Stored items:
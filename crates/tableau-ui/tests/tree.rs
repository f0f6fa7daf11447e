mod common;

use std::collections::HashSet;

use common::{Recorder, count, engine, frame, hooks, journal};
use tableau_core::{LayoutError, UiError};
use tableau_ui::{BoxLayout, StackLayout, widgets::Panel};

fn layout_err(result: tableau_core::Result<()>) -> LayoutError {
    match result {
        Err(UiError::Layout(e)) => e,
        other => panic!("expected a layout error, got {other:?}"),
    }
}

#[test]
fn test_element_cannot_have_two_parents() {
    let (mut ui, _) = engine(200, 100);
    let a = ui.panel(BoxLayout::vertical());
    let b = ui.panel(BoxLayout::vertical());
    let leaf = ui.create(Panel::new());
    ui.add(vec![(Some("a".to_string()), a), (Some("b".to_string()), b)])
        .unwrap();

    ui.add_child(a, "leaf", leaf).unwrap();
    let uid = ui.uid(leaf).unwrap();
    assert_eq!(
        layout_err(ui.add_child(b, "leaf", leaf)),
        LayoutError::AlreadyParented(uid)
    );
    assert_eq!(ui.parent(leaf), Some(a));
    assert!(ui.children(b).is_empty());
}

#[test]
fn test_add_is_best_effort_up_to_the_first_bad_entry() {
    let (mut ui, _) = engine(200, 100);
    let c = ui.panel(BoxLayout::vertical());
    ui.push_child(ui.root(), c).unwrap();
    frame(&mut ui);
    assert!(!ui.needs_reflow(c));

    let first = ui.create(Panel::new());
    let clash = ui.create(Panel::new());
    let never = ui.create(Panel::new());
    let err = ui.add_elements(
        c,
        vec![
            (Some("x".to_string()), first),
            (Some("x".to_string()), clash),
            (Some("y".to_string()), never),
        ],
    );

    assert_eq!(layout_err(err), LayoutError::DuplicateKey("x".into()));
    assert_eq!(ui.child(c, "x"), Some(first));
    assert_eq!(ui.parent(clash), None);
    assert_eq!(ui.child(c, "y"), None);
    assert!(ui.needs_reflow(c));
}

#[test]
fn test_same_element_under_two_keys() {
    let (mut ui, _) = engine(200, 100);
    let c = ui.panel(BoxLayout::vertical());
    let leaf = ui.create(Panel::new());
    let uid = ui.uid(leaf).unwrap();

    let err = ui.add_elements(
        c,
        vec![(Some("one".to_string()), leaf), (Some("two".to_string()), leaf)],
    );
    assert_eq!(layout_err(err), LayoutError::AddedTwice(uid));
    assert_eq!(ui.children(c), vec![leaf]);
}

#[test]
fn test_structural_misuse_is_rejected() {
    let (mut ui, _) = engine(200, 100);
    let outer = ui.panel(StackLayout);
    let inner = ui.panel(StackLayout);
    let leaf = ui.create(Panel::new());
    ui.add_child(outer, "inner", inner).unwrap();

    let outer_uid = ui.uid(outer).unwrap();
    let leaf_uid = ui.uid(leaf).unwrap();
    assert_eq!(
        layout_err(ui.add_child(inner, "outer", outer)),
        LayoutError::Cycle(outer_uid)
    );
    assert_eq!(
        layout_err(ui.add_child(leaf, "x", inner)),
        LayoutError::NotAContainer(leaf_uid)
    );
    assert_eq!(layout_err(ui.delete(ui.root())), LayoutError::RootDeletion);
    let root = ui.root();
    assert!(matches!(
        layout_err(ui.add_child(outer, "root", root)),
        LayoutError::AlreadyParented(_)
    ));
}

#[test]
fn test_root_shorthands() {
    let (mut ui, _) = engine(200, 100);
    let first = ui.create(Panel::new());
    let second = ui.create(Panel::new());

    ui.insert("menu", first).unwrap();
    assert!(ui.contains("menu"));
    assert_eq!(ui.get("menu"), Some(first));
    assert_eq!(
        layout_err(ui.insert("menu", second)),
        LayoutError::KeyReassigned("menu".into())
    );

    ui.remove("menu").unwrap();
    assert!(ui.is_queued(first));
    frame(&mut ui);
    assert!(!ui.contains("menu"));
    assert!(!ui.is_live(first));
    assert!(matches!(ui.remove("menu"), Err(UiError::Usage(_))));
}

#[test]
fn test_synthesised_keys_come_from_ids() {
    let (mut ui, _) = engine(200, 100);
    let leaf = ui.create(Panel::new());
    ui.push_child(ui.root(), leaf).unwrap();
    let key = ui.uid(leaf).unwrap().to_string();
    assert_eq!(ui.get(&key), Some(leaf));
}

#[test]
fn test_traversals_visit_every_element_once() {
    let log = journal();
    let (mut ui, _) = engine(200, 100);
    let col = ui.panel(BoxLayout::vertical());
    let row = ui.panel(BoxLayout::horizontal());
    let mut leaves = Vec::new();
    for _ in 0..3 {
        let leaf = ui.create(Recorder::new("leaf", 5, 5, &log));
        ui.push_child(row, leaf).unwrap();
        leaves.push(leaf);
    }
    ui.push_child(col, row).unwrap();
    let extra = ui.create(Recorder::new("extra", 5, 5, &log));
    ui.push_child(col, extra).unwrap();
    ui.push_child(ui.root(), col).unwrap();

    for walk in [ui.walk_pre_order(ui.root()), ui.walk_post_order(ui.root())] {
        let unique: HashSet<_> = walk.iter().copied().collect();
        assert_eq!(walk.len(), unique.len());
        assert_eq!(walk.len(), ui.live_count());
    }

    let pre = ui.walk_pre_order(ui.root());
    assert_eq!(pre[0], ui.root());
    let post = ui.walk_post_order(ui.root());
    assert_eq!(*post.last().unwrap(), ui.root());
    // Most recently added sibling first.
    assert_eq!(post[0], extra);
    assert_eq!(&post[1..4], &[leaves[2], leaves[1], leaves[0]]);
}

#[test]
fn test_leaf_sweep_runs_cleanup_once_and_reflows_parent() {
    let log = journal();
    let (mut ui, _) = engine(200, 100);
    let c = ui.panel(BoxLayout::vertical());
    let leaf = ui.create(Recorder::new("leaf", 10, 10, &log));
    let other = ui.create(Recorder::new("other", 10, 10, &log));
    ui.add_elements(c, vec![(Some("leaf".into()), leaf), (Some("other".into()), other)])
        .unwrap();
    ui.push_child(ui.root(), c).unwrap();
    frame(&mut ui);
    let live_before = ui.live_count();

    ui.delete(leaf).unwrap();
    ui.delete(leaf).unwrap();
    assert!(ui.is_live(leaf));
    frame(&mut ui);

    assert_eq!(count(&log, "cleanup:leaf"), 1);
    assert!(!ui.is_live(leaf));
    assert_eq!(ui.live_count(), live_before - 1);
    assert_eq!(ui.children(c), vec![other]);
    assert!(ui.needs_reflow(c));
    assert!(ui.needs_reflow(ui.root()));

    frame(&mut ui);
    assert_eq!(count(&log, "cleanup:leaf"), 1);
    assert_eq!(ui.rect(c).unwrap().h, 20);
}

#[test]
fn test_sweeping_several_siblings_reflows_their_parent() {
    let log = journal();
    let (mut ui, _) = engine(200, 100);
    let c = ui.panel(BoxLayout::vertical());
    let kids = [
        ui.create(Recorder::new("a", 10, 10, &log)),
        ui.create(Recorder::new("b", 10, 10, &log)),
        ui.create(Recorder::new("c", 10, 10, &log)),
    ];
    ui.add_elements(c, kids.iter().map(|k| (None, *k))).unwrap();
    ui.push_child(ui.root(), c).unwrap();
    frame(&mut ui);
    assert_eq!(ui.rect(c).unwrap().h, 50);

    for kid in kids {
        ui.delete(kid).unwrap();
    }
    frame(&mut ui);

    for name in ["cleanup:a", "cleanup:b", "cleanup:c"] {
        assert_eq!(count(&log, name), 1);
    }
    assert!(ui.is_live(c));
    assert!(ui.children(c).is_empty());
    assert!(ui.needs_reflow(c));
    assert!(ui.needs_reflow(ui.root()));

    frame(&mut ui);
    assert!(!ui.needs_reflow(c));
    assert_eq!(ui.rect(c).unwrap().h, 10);
}

#[test]
fn test_container_sweep_is_post_order() {
    let log = journal();
    let (mut ui, _) = engine(200, 100);
    let c = ui.create_container(Recorder::new("c", 0, 0, &log), BoxLayout::vertical());
    let k1 = ui.create(Recorder::new("k1", 5, 5, &log));
    let k2 = ui.create_container(Recorder::new("k2", 0, 0, &log), StackLayout);
    let g1 = ui.create(Recorder::new("g1", 5, 5, &log));
    ui.push_child(k2, g1).unwrap();
    ui.add_elements(c, vec![(None, k1), (None, k2)]).unwrap();
    ui.push_child(ui.root(), c).unwrap();
    frame(&mut ui);
    log.borrow_mut().clear();

    ui.delete(c).unwrap();
    ui.cleanup();

    assert_eq!(
        hooks(&log),
        vec!["cleanup:g1", "cleanup:k2", "cleanup:k1", "cleanup:c"]
    );
    for id in [c, k1, k2, g1] {
        assert!(!ui.is_live(id));
    }
    assert_eq!(ui.live_count(), 1);
}

#[test]
fn test_deleting_under_queued_ancestor_fails() {
    let (mut ui, _) = engine(200, 100);
    let outer = ui.panel(StackLayout);
    let inner = ui.panel(StackLayout);
    let leaf = ui.create(Panel::new());
    ui.push_child(inner, leaf).unwrap();
    ui.push_child(outer, inner).unwrap();
    ui.push_child(ui.root(), outer).unwrap();

    ui.delete(outer).unwrap();
    let uid = ui.uid(leaf).unwrap();
    assert_eq!(layout_err(ui.delete(leaf)), LayoutError::AncestorQueued(uid));

    ui.cleanup();
    assert!(!ui.is_live(leaf));
    assert!(matches!(
        layout_err(ui.delete(leaf)),
        LayoutError::UnknownElement
    ));
}

#[test]
fn test_deleting_a_child_then_its_parent_sweeps_both_once() {
    let log = journal();
    let (mut ui, _) = engine(200, 100);
    let c = ui.create_container(Recorder::new("c", 0, 0, &log), StackLayout);
    let leaf = ui.create(Recorder::new("leaf", 5, 5, &log));
    ui.push_child(c, leaf).unwrap();
    ui.push_child(ui.root(), c).unwrap();

    ui.delete(leaf).unwrap();
    ui.delete(c).unwrap();
    ui.cleanup();

    assert_eq!(count(&log, "cleanup:leaf"), 1);
    assert_eq!(count(&log, "cleanup:c"), 1);
    assert!(ui.children(ui.root()).is_empty());
}

#[test]
fn test_ids_are_unique_and_24_bit() {
    let (mut ui, _) = engine(200, 100);
    let mut seen = HashSet::new();
    for _ in 0..2000 {
        let id = ui.create(Panel::new());
        let uid = ui.uid(id).unwrap();
        assert!(uid > 0 && uid < 0x100_0000);
        assert!(seen.insert(uid));
        assert_eq!(ui.by_uid(uid), Some(id));
    }
}

#[test]
fn test_ids_stay_unique_across_deletions() {
    let (mut ui, _) = engine(200, 100);
    let mut alive = Vec::new();
    for _ in 0..50 {
        for _ in 0..20 {
            let id = ui.create(Panel::new());
            ui.push_child(ui.root(), id).unwrap();
            alive.push(id);
        }
        for id in alive.drain(..10) {
            ui.delete(id).unwrap();
        }
        ui.cleanup();

        let mut uids: HashSet<u32> = alive.iter().map(|id| ui.uid(*id).unwrap()).collect();
        assert!(uids.insert(ui.uid(ui.root()).unwrap()));
        assert_eq!(uids.len(), alive.len() + 1);
        assert_eq!(ui.live_count(), uids.len());
        for id in &alive {
            assert_eq!(ui.by_uid(ui.uid(*id).unwrap()), Some(*id));
        }
    }
}

#[test]
fn test_reflow_bubbles_to_root_only() {
    let (mut ui, _) = engine(200, 100);
    let a = ui.panel(StackLayout);
    let b = ui.panel(StackLayout);
    let c = ui.create(Panel::new());
    let sibling = ui.create(Panel::new());
    ui.push_child(b, c).unwrap();
    ui.add_elements(a, vec![(None, b), (None, sibling)]).unwrap();
    ui.push_child(ui.root(), a).unwrap();
    frame(&mut ui);
    for id in [ui.root(), a, b, c, sibling] {
        assert!(!ui.needs_reflow(id));
    }

    ui.reflow(c);
    for id in [ui.root(), a, b, c] {
        assert!(ui.needs_reflow(id));
    }
    assert!(!ui.needs_reflow(sibling));
}

#[test]
fn test_sweep_clears_focus_of_deleted_descendant() {
    let (mut ui, _) = engine(200, 100);
    let c = ui.panel(StackLayout);
    let leaf = ui.create(Panel::new());
    ui.push_child(c, leaf).unwrap();
    ui.push_child(ui.root(), c).unwrap();

    ui.focus(leaf).unwrap();
    assert_eq!(ui.focused(), Some(leaf));
    ui.delete(c).unwrap();
    ui.cleanup();
    assert_eq!(ui.focused(), None);
}

#[test]
fn test_widget_downcast() {
    let (mut ui, _) = engine(200, 100);
    let panel = ui.create(Panel::transparent());
    assert_eq!(ui.widget::<Panel>(panel).map(|p| p.background), Some(false));
    assert!(ui.widget::<tableau_ui::widgets::Label>(panel).is_none());
}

## Directions for this task
Every line above from the line with "LayoutError::AlreadyParented(uid)" to the line with "let never = ui.create(Panel::new());", inclusive, must be returned exactly; no other line belongs in the reply.

## Reply
        LayoutError::AlreadyParented(uid)
    );
    assert_eq!(ui.parent(leaf), Some(a));
    assert!(ui.children(b).is_empty());
}

#[test]
fn test_add_is_best_effort_up_to_the_first_bad_entry() {
    let (mut ui, _) = engine(200, 100);
    let c = ui.panel(BoxLayout::vertical());
    ui.push_child(ui.root(), c).unwrap();
    frame(&mut ui);
    assert!(!ui.needs_reflow(c));

    let first = ui.create(Panel::new());
    let clash = ui.create(Panel::new());
    let never = ui.create(Panel::new());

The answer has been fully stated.